■ SUPPLIED INFORMATION
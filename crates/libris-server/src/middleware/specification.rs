//! OpenAPI document generation with a Scalar UI.

use aide::axum::ApiRouter;
use aide::openapi::{Info, License, OpenApi};
use aide::scalar::Scalar;
use axum::routing::{Router, get};
use axum::{Extension, Json};
#[cfg(any(test, feature = "config"))]
use clap::Args;
use serde::{Deserialize, Serialize};

/// Paths where the OpenAPI document and its UI are served.
#[derive(Debug, Clone, Serialize, Deserialize)]
#[cfg_attr(any(test, feature = "config"), derive(Args))]
#[must_use = "config does nothing unless you use it"]
pub struct OpenApiConfig {
    /// Path which exposes the OpenAPI JSON document.
    #[cfg_attr(
        any(test, feature = "config"),
        arg(long, env = "OPENAPI_JSON_PATH", default_value = "/api/openapi.json")
    )]
    pub open_api_json: String,

    /// Path which exposes the Scalar API reference UI.
    #[cfg_attr(
        any(test, feature = "config"),
        arg(long, env = "OPENAPI_SCALAR_PATH", default_value = "/api/scalar")
    )]
    pub scalar_ui: String,
}

impl Default for OpenApiConfig {
    fn default() -> Self {
        Self {
            open_api_json: "/api/openapi.json".to_owned(),
            scalar_ui: "/api/scalar".to_owned(),
        }
    }
}

/// Extension trait for [`ApiRouter`] to serve its OpenAPI document.
pub trait RouterOpenApiExt<S> {
    /// Finishes the API with the default document info and serves it.
    fn with_open_api(self, config: &OpenApiConfig) -> Router<S>;

    /// Finishes the API with custom document info and serves it.
    fn with_open_api_info(self, config: &OpenApiConfig, info: Info) -> Router<S>;
}

impl<S> RouterOpenApiExt<S> for ApiRouter<S>
where
    S: Clone + Send + Sync + 'static,
{
    fn with_open_api(self, config: &OpenApiConfig) -> Router<S> {
        let info = Info {
            title: "Libris API".to_owned(),
            summary: Some("Users and books with role-based access".to_owned()),
            description: Some(
                "Register and log in to obtain a bearer token. Readers may browse the \
                catalog; administrators may also add, replace and remove books and \
                change user roles."
                    .to_owned(),
            ),
            license: Some(License {
                name: "MIT".to_owned(),
                identifier: Some("MIT".to_owned()),
                ..License::default()
            }),
            version: env!("CARGO_PKG_VERSION").to_owned(),
            ..Info::default()
        };

        self.with_open_api_info(config, info)
    }

    fn with_open_api_info(self, config: &OpenApiConfig, info: Info) -> Router<S> {
        async fn serve_openapi(Extension(api): Extension<OpenApi>) -> Json<OpenApi> {
            Json(api)
        }

        let mut api = OpenApi {
            info,
            ..OpenApi::default()
        };

        let scalar = Scalar::new(&config.open_api_json);
        let router = self
            .route(&config.scalar_ui, scalar.axum_route())
            .route(&config.open_api_json, get(serve_openapi));

        router.finish_api(&mut api).layer(Extension(api))
    }
}

#[cfg(test)]
mod tests {
    use axum_test::TestServer;

    use super::*;
    use crate::handler::routes;
    use crate::handler::test::create_test_state;
    use crate::service::MemoryStore;

    #[tokio::test]
    async fn document_lists_every_route() -> anyhow::Result<()> {
        let state = create_test_state(MemoryStore::new());
        let app = routes(state.clone())
            .with_open_api(&OpenApiConfig::default())
            .with_state(state);
        let server = TestServer::new(app)?;

        let response = server.get("/api/openapi.json").await;
        response.assert_status_ok();

        let document = response.json::<serde_json::Value>();
        let paths = &document["paths"];
        for path in [
            "/health",
            "/users/register",
            "/users/login",
            "/users/me",
            "/users/{id}/role",
            "/books",
            "/books/{id}",
        ] {
            assert!(paths.get(path).is_some(), "{path} is not documented");
        }

        let book = &paths["/books/{id}"];
        for method in ["get", "put", "delete"] {
            assert!(book.get(method).is_some(), "{method} /books/{{id}}");
        }
        Ok(())
    }
}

■ WORK TO COMPLETE
Please go line by line through the records above, copying each one that holds the string "derive".

■ RESPONSE AREA
#[derive(Debug, Clone, Serialize, Deserialize)]
#[cfg_attr(any(test, feature = "config"), derive(Args))]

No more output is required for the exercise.